[Records from a data collection]
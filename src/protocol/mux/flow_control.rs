use crate::frame::{Reason, WindowSize, MAX_WINDOW_SIZE};

/// 单个流单方向的信用窗口, 纯状态不做IO
#[derive(Debug, Clone, Copy)]
pub struct FlowControl {
    window_size: i32,
}

impl FlowControl {
    pub fn new(default: WindowSize) -> Self {
        Self {
            window_size: default as i32,
        }
    }

    pub fn window_size(&self) -> i32 {
        self.window_size
    }

    pub fn is_available(&self) -> bool {
        self.window_size > 0
    }

    pub fn available(&self) -> WindowSize {
        if self.window_size < 0 {
            0
        } else {
            self.window_size as WindowSize
        }
    }

    /// 收到窗口补充, 溢出则为流量协议错误
    pub fn inc_window(&mut self, sz: WindowSize) -> Result<(), Reason> {
        let (val, overflow) = self.window_size.overflowing_add(sz as i32);

        if overflow || val > MAX_WINDOW_SIZE as i32 {
            return Err(Reason::FLOW_CONTROL_ERROR);
        }

        tracing::trace!("inc_window; sz={}; old={}; new={}", sz, self.window_size, val);
        self.window_size = val;
        Ok(())
    }

    /// 发送侧扣减, 调用方必须先用`available`限幅
    pub fn send_data(&mut self, sz: WindowSize) {
        tracing::trace!("send_data; sz={}; window={}", sz, self.window_size);
        debug_assert!(sz <= self.available());
        self.window_size -= sz as i32;
    }

    /// 接收侧扣减, 对端超发则为流量协议错误
    pub fn recv_data(&mut self, sz: WindowSize) -> Result<(), Reason> {
        tracing::trace!("recv_data; sz={}; window={}", sz, self.window_size);
        if (sz as i32) > self.window_size {
            return Err(Reason::FLOW_CONTROL_ERROR);
        }
        self.window_size -= sz as i32;
        Ok(())
    }
}

#[cfg(test)]
mod tests {
    use super::*;

    #[test]
    fn window_arithmetic() {
        let mut flow = FlowControl::new(10);
        assert!(flow.is_available());
        flow.send_data(10);
        assert!(!flow.is_available());
        assert_eq!(flow.available(), 0);

        flow.inc_window(4).unwrap();
        assert_eq!(flow.available(), 4);
        assert_eq!(flow.window_size(), 4);
    }

    #[test]
    fn recv_overrun_rejected() {
        let mut flow = FlowControl::new(4);
        flow.recv_data(4).unwrap();
        assert_eq!(flow.recv_data(1), Err(Reason::FLOW_CONTROL_ERROR));
    }

    #[test]
    fn window_overflow_rejected() {
        let mut flow = FlowControl::new(MAX_WINDOW_SIZE);
        assert_eq!(flow.inc_window(1), Err(Reason::FLOW_CONTROL_ERROR));
    }
}
use bytes::{Buf, BufMut};

use crate::frame::{Flag, FrameHeader, Kind, Reason, StreamIdentifier};
use crate::{ProtError, ProtResult};

/// 保活探测帧, 8字节负载原样回显
#[derive(Debug, Clone, Copy, PartialEq, Eq)]
pub struct Ping {
    ack: bool,
    payload: [u8; 8],
}

impl Ping {
    pub fn new(payload: [u8; 8]) -> Ping {
        Ping {
            ack: false,
            payload,
        }
    }

    pub fn rand() -> Ping {
        Ping::new(rand::random::<u64>().to_be_bytes())
    }

    pub fn is_ack(&self) -> bool {
        self.ack
    }

    pub fn payload(&self) -> &[u8; 8] {
        &self.payload
    }

    /// 回应探测: 原负载回发, 置ACK标志
    pub fn ret_pong(self) -> Ping {
        Ping {
            ack: true,
            payload: self.payload,
        }
    }

    pub fn parse(head: FrameHeader, mut payload: impl Buf) -> ProtResult<Ping> {
        if head.length() != 8 {
            return Err(ProtError::library_go_away(Reason::PROTOCOL_ERROR));
        }
        let mut data = [0u8; 8];
        payload.copy_to_slice(&mut data);
        Ok(Ping {
            ack: head.flag().contains(Flag::ACK),
            payload: data,
        })
    }

    pub fn encode<B: BufMut>(&self, buf: &mut B) {
        let flag = if self.ack { Flag::ACK } else { Flag::zero() };
        FrameHeader::new(Kind::Ping, flag, StreamIdentifier::zero()).encode(buf, 8);
        buf.put_slice(&self.payload);
    }
}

**Your goal**
The answer must consist of all the entries, copied exactly.

**Answer section**
filename src/protocol/mux/flow_control.rs
use crate::frame::{Reason, WindowSize, MAX_WINDOW_SIZE};

/// 单个流单方向的信用窗口, 纯状态不做IO
#[derive(Debug, Clone, Copy)]
pub struct FlowControl {
    window_size: i32,
}

impl FlowControl {
    pub fn new(default: WindowSize) -> Self {
        Self {
            window_size: default as i32,
        }
    }

    pub fn window_size(&self) -> i32 {
        self.window_size
    }

    pub fn is_available(&self) -> bool {
        self.window_size > 0
    }

    pub fn available(&self) -> WindowSize {
        if self.window_size < 0 {
            0
        } else {
            self.window_size as WindowSize
        }
    }

    /// 收到窗口补充, 溢出则为流量协议错误
    pub fn inc_window(&mut self, sz: WindowSize) -> Result<(), Reason> {
        let (val, overflow) = self.window_size.overflowing_add(sz as i32);

        if overflow || val > MAX_WINDOW_SIZE as i32 {
            return Err(Reason::FLOW_CONTROL_ERROR);
        }

        tracing::trace!("inc_window; sz={}; old={}; new={}", sz, self.window_size, val);
        self.window_size = val;
        Ok(())
    }

    /// 发送侧扣减, 调用方必须先用`available`限幅
    pub fn send_data(&mut self, sz: WindowSize) {
        tracing::trace!("send_data; sz={}; window={}", sz, self.window_size);
        debug_assert!(sz <= self.available());
        self.window_size -= sz as i32;
    }

    /// 接收侧扣减, 对端超发则为流量协议错误
    pub fn recv_data(&mut self, sz: WindowSize) -> Result<(), Reason> {
        tracing::trace!("recv_data; sz={}; window={}", sz, self.window_size);
        if (sz as i32) > self.window_size {
            return Err(Reason::FLOW_CONTROL_ERROR);
        }
        self.window_size -= sz as i32;
        Ok(())
    }
}

#[cfg(test)]
mod tests {
    use super::*;

    #[test]
    fn window_arithmetic() {
        let mut flow = FlowControl::new(10);
        assert!(flow.is_available());
        flow.send_data(10);
        assert!(!flow.is_available());
        assert_eq!(flow.available(), 0);

        flow.inc_window(4).unwrap();
        assert_eq!(flow.available(), 4);
        assert_eq!(flow.window_size(), 4);
    }

    #[test]
    fn recv_overrun_rejected() {
        let mut flow = FlowControl::new(4);
        flow.recv_data(4).unwrap();
        assert_eq!(flow.recv_data(1), Err(Reason::FLOW_CONTROL_ERROR));
    }

    #[test]
    fn window_overflow_rejected() {
        let mut flow = FlowControl::new(MAX_WINDOW_SIZE);
        assert_eq!(flow.inc_window(1), Err(Reason::FLOW_CONTROL_ERROR));
    }
}
use bytes::{Buf, BufMut};

use crate::frame::{Flag, FrameHeader, Kind, Reason, StreamIdentifier};
use crate::{ProtError, ProtResult};

/// 保活探测帧, 8字节负载原样回显
#[derive(Debug, Clone, Copy, PartialEq, Eq)]
pub struct Ping {
    ack: bool,
    payload: [u8; 8],
}

impl Ping {
    pub fn new(payload: [u8; 8]) -> Ping {
        Ping {
            ack: false,
            payload,
        }
    }

    pub fn rand() -> Ping {
        Ping::new(rand::random::<u64>().to_be_bytes())
    }

    pub fn is_ack(&self) -> bool {
        self.ack
    }

    pub fn payload(&self) -> &[u8; 8] {
        &self.payload
    }

    /// 回应探测: 原负载回发, 置ACK标志
    pub fn ret_pong(self) -> Ping {
        Ping {
            ack: true,
            payload: self.payload,
        }
    }

    pub fn parse(head: FrameHeader, mut payload: impl Buf) -> ProtResult<Ping> {
        if head.length() != 8 {
            return Err(ProtError::library_go_away(Reason::PROTOCOL_ERROR));
        }
        let mut data = [0u8; 8];
        payload.copy_to_slice(&mut data);
        Ok(Ping {
            ack: head.flag().contains(Flag::ACK),
            payload: data,
        })
    }

    pub fn encode<B: BufMut>(&self, buf: &mut B) {
        let flag = if self.ack { Flag::ACK } else { Flag::zero() };
        FrameHeader::new(Kind::Ping, flag, StreamIdentifier::zero()).encode(buf, 8);
        buf.put_slice(&self.payload);
    }
}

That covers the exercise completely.